We captured a bunch of video from this event a week ago. This place has sections we have ridden before 2 years ago.

I have more videos in the works. This is the first on a trail called "Canyon". As is typical, some of the elevation doesn't show well.

This was also the first off-road recording with two sister cameras rolling at the same exact times. One is Stoker helmet mounted, the second is Captain helmet mounted. I edited them into a split screen view offering both riders perspective.






PK


----------



## dubdryver (Mar 20, 2006)

Funny, I was there at FTF and a the very tail end of the video right by the entrance of N. Abyss..I wondered how you two would fair on that tight switchback on Canyon and the 2 on Ridgeline when I saw you two coming out of the climb there!


----------



## PMK (Oct 12, 2004)

dubdryver said:


> Funny, I was there at FTF and a the very tail end of the video right by the entrance of N. Abyss..I wondered how you two would fair on that tight switchback on Canyon and the 2 on Ridgeline when I saw you two coming out of the climb there!


We had a good time and always love riding Boyette. Now you know it can be ridden on a long bike. Tough but doable.

Ridgeline saw us ride the longer section with more drops. We got stymied a couple of times. Made both tight lefts with the following climbs. I did make a poor line choice at the top of one drop, thought the trail went straight and got caught too wide when I saw it went left. Another hang up was a collision with another bike. Some riders would not move off the trail to let others pass. We hit another riders rear der hard enough to put it into his spokes. I straightened it but did not feel guilty. Laurens overlook had us take a weird bounce and not clean the crest of the nothing sized climb, go figure.

I give it all to my stoker, she is a trooper and rode "the plunge", Max G's" and every other drop I pointed the tire down.

Hope you had a good time too.

PK


----------



## strow (Feb 14, 2011)

Love the split screen!
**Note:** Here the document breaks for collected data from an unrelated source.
pub mod math_helpers;
pub mod sqrt_price_math;
pub mod swap_math;
pub mod tick_math;

pub mod bit_math;

pub mod liquidity_math;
Never really appreciated what my stoker deals with vision wise.

We both grew up in the Tampa area and always bring one of the tandems when we visit the relatives.

strow


----------



## Okayfine (Sep 7, 2010)

Great riding from Team PMK. And nice audio quality on the cameras. Various stuff I have has the audio white out at 2mph+.


----------



## PMK (Oct 12, 2004)

Another section of this great trail system. This one is called South Abyss. The entire run is pretty much drops and climbs. Camera does not show it elevation well, but most of these drops are 10 to 15 feet, some are steep, some less steep, some portions are narrow with a little bit of shear to the side.
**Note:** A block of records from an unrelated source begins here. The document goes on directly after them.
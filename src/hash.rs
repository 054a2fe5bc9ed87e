//! Hash map alias used for the position ledger and the in-memory token
//! ledger. Exactly one hasher feature picks the implementation; any other
//! combination falls back to the std `HashMap`.

#[cfg(all(
    feature = "rustc-hash",
    not(any(feature = "ahash", feature = "std-hash"))
))]
pub type FastMap<K, V> = rustc_hash::FxHashMap<K, V>;

#[cfg(all(
    feature = "ahash",
    not(any(feature = "rustc-hash", feature = "std-hash"))
))]
pub type FastMap<K, V> = ahash::AHashMap<K, V>;

#[cfg(any(
    all(
        not(feature = "rustc-hash"),
        not(feature = "ahash"),
        not(feature = "std-hash")
    ),
    feature = "std-hash",
    all(feature = "rustc-hash", feature = "ahash"),
))]
pub type FastMap<K, V> = std::collections::HashMap<K, V>;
On account of the size for uploads, I had to render this is a different format, hopefully it plays well enough for everyone.






PK


----------



## giff07 (Jun 7, 2010)

Love the split screen idea! More captains should view these to realise how impared the stokers vision of the upcoming trail can be at times and how important communication between captain and stoker is. Trail definately looks like fun.
Ed and Pat Gifford
the Snot Rocket tandem


----------



## specbill (Apr 12, 2012)

.....great video....motivates me to find a proper MTB tandem more than ever.
Bill J


----------



## DonP. (Dec 4, 2012)

Some very cool videos here, I never thought there would be much MTB riding in Florida.  I'm glad cause we're thinking of retiring there in the near future and will bring the bikes with us!


----------



## PMK (Oct 12, 2004)

DonP. said:


> Some very cool videos here, I never thought there would be much MTB riding in Florida.  I'm glad cause we're thinking of retiring there in the near future and will bring the bikes with us!


Where are you thinking of retiring? FWIW, and it's not the place for everyone, but the Villages has a large road tandem group and is 20 minutes south of great riding and about an hour north of where this video was taken.
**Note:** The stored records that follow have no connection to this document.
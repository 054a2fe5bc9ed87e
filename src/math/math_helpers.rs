use crate::error::MathError;
use alloy_primitives::{U256, U512};

const U256_ONE: U256 = U256::ONE;
const U256_TWO: U256 = U256::from_limbs([2, 0, 0, 0]);
const U256_THREE: U256 = U256::from_limbs([3, 0, 0, 0]);

#[inline]
#[cold]
fn cold() {}

#[inline(always)]
pub(crate) fn likely(b: bool) -> bool {
    if !b {
        cold();
    }
    b
}

#[inline(always)]
pub(crate) fn unlikely(b: bool) -> bool {
    if b {
        cold();
    }
    b
}

/// Computes `a * b / denominator` with full 256‑bit precision,
/// returning a `MathError` on overflow or division by zero.
///
/// This mirrors the Solidity `FullMath.mulDiv` behavior and underpins
/// many of the higher‑level swap and liquidity calculations.
#[inline(always)]
pub fn mul_div(a: U256, b: U256, mut denominator: U256) -> Result<U256, MathError> {
    // Early exit for division by zero
    if unlikely(denominator.is_zero()) {
        return Err(MathError::DivisionByZero);
    }

    let mm = a.mul_mod(b, U256::MAX);
    let mut prod0 = a.wrapping_mul(b);

    let (mut prod1, borrow1) = mm.overflowing_sub(prod0);
    if borrow1 {
        prod1 = prod1.wrapping_sub(U256_ONE);
    }

    if likely(prod1.is_zero()) {
        return Ok(prod0.wrapping_div(denominator));
    }

    if unlikely(denominator <= prod1) {
        return Err(MathError::Overflow);
    }

    let remainder = a.mul_mod(b, denominator);
    let (prod0_new, borrow2) = prod0.overflowing_sub(remainder);
    prod0 = prod0_new;
    if borrow2 {
        prod1 = prod1.wrapping_sub(U256_ONE);
    }

    let twos = denominator & denominator.wrapping_neg();
    denominator = denominator.wrapping_div(twos);
    prod0 = prod0.wrapping_div(twos);

    let twos_adj = twos
        .wrapping_neg()
        .wrapping_div(twos)
        .wrapping_add(U256_ONE);
    prod0 |= prod1.wrapping_mul(twos_adj);

    let mut inv = U256_THREE.wrapping_mul(denominator) ^ U256_TWO;

    macro_rules! newton_iteration {
        () => {
            inv = inv.wrapping_mul(U256_TWO.wrapping_sub(denominator.wrapping_mul(inv)))
        };
    }

    newton_iteration!();
    newton_iteration!();
    newton_iteration!();
    newton_iteration!();
    newton_iteration!();
    newton_iteration!();

    Ok(prod0.wrapping_mul(inv))
}

/// Like [`mul_div`], but rounds the result up when there is a
/// non‑zero remainder, returning an overflow error if the result
/// would exceed `U256::MAX`.
#[inline(always)]
pub fn mul_div_rounding_up(a: U256, b: U256, denominator: U256) -> Result<U256, MathError> {
    let mut result = mul_div(a, b, denominator)?;

    if a.mul_mod(b, denominator) > U256::ZERO {
        if result >= U256::MAX {
            return Err(MathError::Overflow);
        }
        result += U256::ONE;
    }
    Ok(result)
}

/// Divides `a` by `b`, rounding the result up to the next integer
/// when there is a non‑zero remainder.
///
/// This will panic on division by zero, mirroring primitive integer
/// division, so callers must ensure `b != 0`.
#[inline(always)]
pub fn div_rounding_up(a: U256, b: U256) -> U256 {
    let (quotient, remainder) = a.div_rem(b);
    if remainder.is_zero() {
        quotient
    } else {
        quotient + U256::ONE
    }
}

/// Computes `a * b / denominator` on the full 512‑bit product and keeps
/// the low 256 bits of the quotient.
///
/// Unlike [`mul_div`] a quotient wider than 256 bits is not an error: it
/// wraps modulo 2^256. Fee‑growth accumulators rely on this.
#[inline(always)]
pub fn mul_div_wrapping(a: U256, b: U256, denominator: U256) -> Result<U256, MathError> {
    if unlikely(denominator.is_zero()) {
        return Err(MathError::DivisionByZero);
    }

    let product = U512::from(a).wrapping_mul(U512::from(b));
    let quotient = product / U512::from(denominator);
    let limbs = quotient.as_limbs();
    Ok(U256::from_limbs([limbs[0], limbs[1], limbs[2], limbs[3]]))
}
Florida is a different way of riding, not much climbing, but more non stop turning the pedals and carrying a lot of momentum.

PK


----------



## DonP. (Dec 4, 2012)

PMK said:


> Where are you thinking of retiring? FWIW, and it's not the place for everyone, but the Villages has a large road tandem group and is 20 minutes south of great riding and about an hour north of where this video was taken.
> 
> Florida is a different way of riding, not much climbing, but more non stop turning the pedals and carrying a lot of momentum.
> 
> PK


We are considering the Naples or Clearwater area since we have friends and family there.


----------



## mhopton (Nov 27, 2005)

PMK, really enjoyed those videos, THANKS! You and your Wife have some real skills!

My wife and I rode a demo from mtbtandems last weekend and are frantically saving our coins to get a Fandango DC9 ordered ASAP! We had a great run at a local trail system and picked up on it quickly. I have a lot of XC racing experience and my Wife is more recreational, so it's a perfect match!

Great videos!


----------



## PMK (Oct 12, 2004)

mhopton said:


> PMK, really enjoyed those videos, THANKS! You and your Wife have some real skills!
> 
> My wife and I rode a demo from mtbtandems last weekend and are frantically saving our coins to get a Fandango DC9 ordered ASAP! We had a great run at a local trail system and picked up on it quickly. I have a lot of XC racing experience and my Wife is more recreational, so it's a perfect match!
> 
> Great videos!


Glad you enjoyed the videos. Skill wise, I'm dumb and she has to follow.

Alex and family are great. He will get you on a quality bike / build and be there for you after the sale. We loved our Fandango, we rode it a lot. Two injured backs forced us to sell it. I know Alex will roll his eyes as I post this... he has caused me to spend some money with him, but the value of enjoyment has been worth a lot more than he will ever realize.

I wished we lived further North so we could do a few off-road tandem group rides, there are some very good teams near the MTBTandems base.

PK


----------